-- WORK ORDER --
Scan the entries for the word "index", and copy every line where it appears.

-- SUPPLIED DATA follows --

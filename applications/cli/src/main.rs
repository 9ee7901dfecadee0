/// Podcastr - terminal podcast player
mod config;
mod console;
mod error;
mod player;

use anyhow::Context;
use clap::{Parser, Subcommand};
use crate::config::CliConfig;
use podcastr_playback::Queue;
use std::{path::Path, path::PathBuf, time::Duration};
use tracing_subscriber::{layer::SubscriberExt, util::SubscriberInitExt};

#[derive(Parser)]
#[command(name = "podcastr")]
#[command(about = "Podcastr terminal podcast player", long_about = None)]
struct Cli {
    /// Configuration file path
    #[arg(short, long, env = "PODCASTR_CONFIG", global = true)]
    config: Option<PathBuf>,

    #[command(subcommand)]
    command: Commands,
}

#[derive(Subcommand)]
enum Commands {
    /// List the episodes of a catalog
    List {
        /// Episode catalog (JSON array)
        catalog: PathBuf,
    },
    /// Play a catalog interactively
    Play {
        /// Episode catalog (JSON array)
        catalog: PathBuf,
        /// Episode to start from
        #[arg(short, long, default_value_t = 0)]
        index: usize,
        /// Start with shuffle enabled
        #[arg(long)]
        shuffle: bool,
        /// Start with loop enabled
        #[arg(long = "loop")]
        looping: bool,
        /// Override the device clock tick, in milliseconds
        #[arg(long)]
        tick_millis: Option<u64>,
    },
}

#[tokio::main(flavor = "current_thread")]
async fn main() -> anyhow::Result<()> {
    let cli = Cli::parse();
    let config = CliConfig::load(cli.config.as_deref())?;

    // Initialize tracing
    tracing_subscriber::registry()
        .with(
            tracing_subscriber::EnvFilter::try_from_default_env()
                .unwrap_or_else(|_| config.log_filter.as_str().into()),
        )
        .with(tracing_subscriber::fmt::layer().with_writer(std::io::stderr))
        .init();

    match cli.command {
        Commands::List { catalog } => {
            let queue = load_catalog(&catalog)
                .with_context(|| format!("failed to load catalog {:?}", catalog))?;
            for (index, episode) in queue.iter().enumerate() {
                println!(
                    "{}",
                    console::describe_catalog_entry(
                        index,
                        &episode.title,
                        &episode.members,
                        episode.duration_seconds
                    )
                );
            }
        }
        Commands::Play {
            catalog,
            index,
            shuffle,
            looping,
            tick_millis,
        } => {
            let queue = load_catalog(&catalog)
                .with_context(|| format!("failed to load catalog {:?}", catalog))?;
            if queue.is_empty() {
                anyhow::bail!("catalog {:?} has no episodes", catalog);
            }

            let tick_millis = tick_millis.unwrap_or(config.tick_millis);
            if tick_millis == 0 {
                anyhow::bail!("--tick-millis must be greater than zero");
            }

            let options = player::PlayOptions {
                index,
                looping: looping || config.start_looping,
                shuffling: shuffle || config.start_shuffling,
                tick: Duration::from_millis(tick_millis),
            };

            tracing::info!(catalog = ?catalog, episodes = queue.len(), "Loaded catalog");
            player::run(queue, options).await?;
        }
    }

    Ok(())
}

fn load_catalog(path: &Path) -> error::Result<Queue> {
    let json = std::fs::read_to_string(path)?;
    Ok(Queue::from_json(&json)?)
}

-- SUPPLIED DATA concluded --

-- ANSWER TO THIS EXERCISE --
        index: usize,
            for (index, episode) in queue.iter().enumerate() {
                        index,
            index,
                index,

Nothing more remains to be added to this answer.